- Born: 17 January 1912 Kowloon, Hong Kong
- Died: 5 January 1968 (aged 55) Hong Kong
- Other name: Lam Mui Mui
- Occupation: Actress
- Years active: 1933–1962

= Mui-mui Lam =

Hong Kong actress

Mui-mui Lam (林妹妹) (January 17, 1912 – January 5, 1968) is a former Chinese actress from Hong Kong. Lam is credited with over 250 films.

== Early life ==
Lam was born on 17 January 1912.

== Career ==
In 1933, Lam began acting in Hong Kong films. Lam first appeared in Conscience, a 1933 drama directed by Chow Wing-Loi and Mak Siu-Ha.

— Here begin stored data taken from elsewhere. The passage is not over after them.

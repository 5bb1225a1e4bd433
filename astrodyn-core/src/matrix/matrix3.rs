//! 3×3 matrices for axis-system rotations and their time derivatives.
//!
//! Every axis system carries two of these: the rotation matrix taking vectors
//! from the axis system to the J2000 equatorial axes, and its time derivative.
//! The derivative is not orthogonal, so [`Matrix3`] is a general matrix with
//! rotation-specific helpers rather than a rotation-only type.
//!
//! # Rotation Conventions
//!
//! Elementary rotations are passive (they rotate the frame, not the vector):
//!
//! ```text
//! rot_z(a) = | cos a   sin a   0 |
//!            |-sin a   cos a   0 |
//!            |   0       0     1 |
//! ```
//!
//! The in-place `rotate_*` methods pre-multiply, so
//! `m.rotate_z(a)` turns `m` into `rot_z(a) * m`. Chains read right to left:
//!
//! ```
//! use astrodyn_core::Matrix3;
//!
//! let mut chained = Matrix3::identity();
//! chained.rotate_z(-0.01);
//! chained.rotate_x(0.02);
//!
//! let explicit = Matrix3::rot_x(0.02) * Matrix3::rot_z(-0.01);
//! assert!(chained.max_difference(&explicit) < 1e-16);
//! ```
//!
//! # Storage Layout
//!
//! Row-major `[[f64; 3]; 3]`. [`to_row_major`](Matrix3::to_row_major) and
//! [`from_row_major`](Matrix3::from_row_major) flatten to the 9-element form
//! that cached precession data is kept in.

use std::fmt;

use super::Vector3;

#[derive(Debug, Clone, Copy, PartialEq)]
#[cfg_attr(feature = "serde", derive(serde::Serialize, serde::Deserialize))]
pub struct Matrix3 {
    elements: [[f64; 3]; 3],
}

impl Default for Matrix3 {
    fn default() -> Self {
        Self::identity()
    }
}

impl Matrix3 {
    pub const fn identity() -> Self {
        Self {
            elements: [[1.0, 0.0, 0.0], [0.0, 1.0, 0.0], [0.0, 0.0, 1.0]],
        }
    }

    pub const fn zeros() -> Self {
        Self {
            elements: [[0.0; 3]; 3],
        }
    }

    /// Builds a matrix from row-major elements without validation.
    pub const fn from_array(elements: [[f64; 3]; 3]) -> Self {
        Self { elements }
    }

    pub fn from_row_major(data: &[f64; 9]) -> Self {
        Self::from_array([
            [data[0], data[1], data[2]],
            [data[3], data[4], data[5]],
            [data[6], data[7], data[8]],
        ])
    }

    pub fn to_row_major(&self) -> [f64; 9] {
        let e = &self.elements;
        [
            e[0][0], e[0][1], e[0][2], e[1][0], e[1][1], e[1][2], e[2][0], e[2][1], e[2][2],
        ]
    }

    /// Builds a matrix whose columns are the given vectors.
    ///
    /// With three orthonormal axis unit vectors expressed in a parent frame,
    /// the result maps child-frame components to parent-frame components.
    pub fn from_columns(c0: &Vector3, c1: &Vector3, c2: &Vector3) -> Self {
        Self::from_array([
            [c0.x, c1.x, c2.x],
            [c0.y, c1.y, c2.y],
            [c0.z, c1.z, c2.z],
        ])
    }

    /// Passive rotation about X.
    pub fn rot_x(angle: f64) -> Self {
        let mut m = Self::identity();
        m.rotate_x(angle);
        m
    }

    /// Passive rotation about Z.
    pub fn rot_z(angle: f64) -> Self {
        let mut m = Self::identity();
        m.rotate_z(angle);
        m
    }

    /// Time derivative of [`rot_z`](Self::rot_z) for an angle advancing at `rate` rad/s.
    pub fn rot_z_derivative(angle: f64, rate: f64) -> Self {
        let (s, c) = angle.sin_cos();
        Self::from_array([
            [-s * rate, c * rate, 0.0],
            [-c * rate, -s * rate, 0.0],
            [0.0, 0.0, 0.0],
        ])
    }

    pub fn get(&self, row: usize, col: usize) -> f64 {
        self.elements[row][col]
    }

    pub fn set(&mut self, row: usize, col: usize, value: f64) {
        self.elements[row][col] = value;
    }

    pub fn elements(&self) -> &[[f64; 3]; 3] {
        &self.elements
    }

    pub fn row(&self, i: usize) -> Vector3 {
        Vector3::from_array(self.elements[i])
    }

    pub fn column(&self, j: usize) -> Vector3 {
        Vector3::new(
            self.elements[0][j],
            self.elements[1][j],
            self.elements[2][j],
        )
    }

    /// Pre-multiplies by `rot_x(phi)` in place.
    pub fn rotate_x(&mut self, phi: f64) {
        let (s, c) = phi.sin_cos();

        let a10 = c * self.elements[1][0] + s * self.elements[2][0];
        let a11 = c * self.elements[1][1] + s * self.elements[2][1];
        let a12 = c * self.elements[1][2] + s * self.elements[2][2];
        let a20 = -s * self.elements[1][0] + c * self.elements[2][0];
        let a21 = -s * self.elements[1][1] + c * self.elements[2][1];
        let a22 = -s * self.elements[1][2] + c * self.elements[2][2];

        self.elements[1] = [a10, a11, a12];
        self.elements[2] = [a20, a21, a22];
    }

    /// Pre-multiplies by the passive y-axis rotation through `theta` in place.
    pub fn rotate_y(&mut self, theta: f64) {
        let (s, c) = theta.sin_cos();

        let a00 = c * self.elements[0][0] - s * self.elements[2][0];
        let a01 = c * self.elements[0][1] - s * self.elements[2][1];
        let a02 = c * self.elements[0][2] - s * self.elements[2][2];
        let a20 = s * self.elements[0][0] + c * self.elements[2][0];
        let a21 = s * self.elements[0][1] + c * self.elements[2][1];
        let a22 = s * self.elements[0][2] + c * self.elements[2][2];

        self.elements[0] = [a00, a01, a02];
        self.elements[2] = [a20, a21, a22];
    }

    /// Pre-multiplies by `rot_z(psi)` in place.
    pub fn rotate_z(&mut self, psi: f64) {
        let (s, c) = psi.sin_cos();

        let a00 = c * self.elements[0][0] + s * self.elements[1][0];
        let a01 = c * self.elements[0][1] + s * self.elements[1][1];
        let a02 = c * self.elements[0][2] + s * self.elements[1][2];
        let a10 = -s * self.elements[0][0] + c * self.elements[1][0];
        let a11 = -s * self.elements[0][1] + c * self.elements[1][1];
        let a12 = -s * self.elements[0][2] + c * self.elements[1][2];

        self.elements[0] = [a00, a01, a02];
        self.elements[1] = [a10, a11, a12];
    }

    /// Returns `self * other`; `other` acts on a vector first.
    pub fn multiply(&self, other: &Self) -> Self {
        let mut result = [[0.0; 3]; 3];

        for (i, row) in result.iter_mut().enumerate() {
            for (j, cell) in row.iter_mut().enumerate() {
                for k in 0..3 {
                    *cell += self.elements[i][k] * other.elements[k][j];
                }
            }
        }

        Self::from_array(result)
    }

    pub fn apply_to_vector(&self, vector: [f64; 3]) -> [f64; 3] {
        let e = &self.elements;
        [
            e[0][0] * vector[0] + e[0][1] * vector[1] + e[0][2] * vector[2],
            e[1][0] * vector[0] + e[1][1] * vector[1] + e[1][2] * vector[2],
            e[2][0] * vector[0] + e[2][1] * vector[1] + e[2][2] * vector[2],
        ]
    }

    pub fn determinant(&self) -> f64 {
        let m = &self.elements;

        m[0][0] * (m[1][1] * m[2][2] - m[1][2] * m[2][1])
            - m[0][1] * (m[1][0] * m[2][2] - m[1][2] * m[2][0])
            + m[0][2] * (m[1][0] * m[2][1] - m[1][1] * m[2][0])
    }

    pub fn transpose(&self) -> Self {
        let e = &self.elements;
        Self::from_array([
            [e[0][0], e[1][0], e[2][0]],
            [e[0][1], e[1][1], e[2][1]],
            [e[0][2], e[1][2], e[2][2]],
        ])
    }

    pub fn scale(&self, factor: f64) -> Self {
        let mut out = *self;
        for row in out.elements.iter_mut() {
            for cell in row.iter_mut() {
                *cell *= factor;
            }
        }
        out
    }

    /// Largest deviation of `self * selfᵀ` from the identity.
    pub fn orthonormality_error(&self) -> f64 {
        self.multiply(&self.transpose())
            .max_difference(&Self::identity())
    }

    /// Checks `R·Rᵀ = I` and `det R = +1` within `tolerance`.
    ///
    /// ```
    /// use astrodyn_core::Matrix3;
    ///
    /// let m = Matrix3::rot_z(0.5) * Matrix3::rot_x(0.3);
    /// assert!(m.is_rotation_matrix(1e-14));
    /// assert!(!Matrix3::identity().scale(2.0).is_rotation_matrix(1e-14));
    /// ```
    pub fn is_rotation_matrix(&self, tolerance: f64) -> bool {
        (self.determinant() - 1.0).abs() <= tolerance && self.orthonormality_error() <= tolerance
    }

    pub fn max_difference(&self, other: &Self) -> f64 {
        let mut max_diff: f64 = 0.0;

        for i in 0..3 {
            for j in 0..3 {
                let diff = (self.elements[i][j] - other.elements[i][j]).abs();
                max_diff = max_diff.max(diff);
            }
        }

        max_diff
    }

    pub fn is_finite(&self) -> bool {
        self.elements.iter().flatten().all(|v| v.is_finite())
    }
}

impl std::ops::Mul for Matrix3 {
    type Output = Self;

    fn mul(self, rhs: Self) -> Self {
        self.multiply(&rhs)
    }
}

impl std::ops::Mul<&Matrix3> for Matrix3 {
    type Output = Matrix3;

    fn mul(self, rhs: &Matrix3) -> Matrix3 {
        self.multiply(rhs)
    }
}

impl std::ops::Mul<Matrix3> for &Matrix3 {
    type Output = Matrix3;

    fn mul(self, rhs: Matrix3) -> Matrix3 {
        self.multiply(&rhs)
    }
}

impl std::ops::Mul<&Matrix3> for &Matrix3 {
    type Output = Matrix3;

    fn mul(self, rhs: &Matrix3) -> Matrix3 {
        self.multiply(rhs)
    }
}

impl std::ops::Add for Matrix3 {
    type Output = Self;

    fn add(self, rhs: Self) -> Self {
        let mut out = self;
        for i in 0..3 {
            for j in 0..3 {
                out.elements[i][j] += rhs.elements[i][j];
            }
        }
        out
    }
}

impl std::ops::Index<(usize, usize)> for Matrix3 {
    type Output = f64;

    fn index(&self, (row, col): (usize, usize)) -> &f64 {
        &self.elements[row][col]
    }
}

impl std::ops::IndexMut<(usize, usize)> for Matrix3 {
    fn index_mut(&mut self, (row, col): (usize, usize)) -> &mut f64 {
        &mut self.elements[row][col]
    }
}

impl std::ops::Mul<Vector3> for Matrix3 {
    type Output = Vector3;

    fn mul(self, vec: Vector3) -> Vector3 {
        Vector3::from_array(self.apply_to_vector(vec.to_array()))
    }
}

impl std::ops::Mul<Vector3> for &Matrix3 {
    type Output = Vector3;

    fn mul(self, vec: Vector3) -> Vector3 {
        Vector3::from_array(self.apply_to_vector(vec.to_array()))
    }
}

impl fmt::Display for Matrix3 {
    fn fmt(&self, f: &mut fmt::Formatter<'_>) -> fmt::Result {
        writeln!(f, "Matrix3:")?;
        for row in &self.elements {
            writeln!(f, "  [{:15.12} {:15.12} {:15.12}]", row[0], row[1], row[2])?;
        }
        Ok(())
    }
}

Lam appeared as a wealthy lady in The White Gold Dragon, Part Two, a 1937 Cantonese opera film. Lam is known for her role as a shrew concubine or a wicked woman. Lam appeared as elder daughter-in-law in Mother and Son in Grief (1951), as a concubine in The Story of Liang Kuan and Lin Shirong (aka Leung Foon and Lam Sai-Wing) (1955), and Pleasure Daughter (1956). Lam also appeared in Cantonese drama, comedy, and romance films. Lam's last film was The Reunion, a 1962 historical drama film directed by Ng Wui. Lam is credited with over 250 films.

== Filmography ==
=== Films ===
This is a partial list of films.
- 1933 Conscience
- 1937 The White Gold Dragon, Part Two - wealthy lady
- 1939 Chuang Tzu Tests His Wife (aka Chuang Tzu's Butterfly Dream)
- 1951 Mother and Son in Grief - Elder daughter-in-law
- 1953 In the Face of Demolition
- 1953 Family (aka The Family - The Torrents Trilogy 《激流三部曲》 by Ba Jin)
- 1953 Spring (second novel of the Trilogy)
- 1954 Autumn (third novel of the Trilogy)
- 1955 The Story of Liang Kuan and Lin Shirong (aka Leung Foon and Lam Sai-Wing) - concubine
- 1956 Pleasure Daughter
- 1956 Madam Mei
- 1962 The Reunion

== Personal life ==
Lam died on 5 January 1968 in Hong Kong.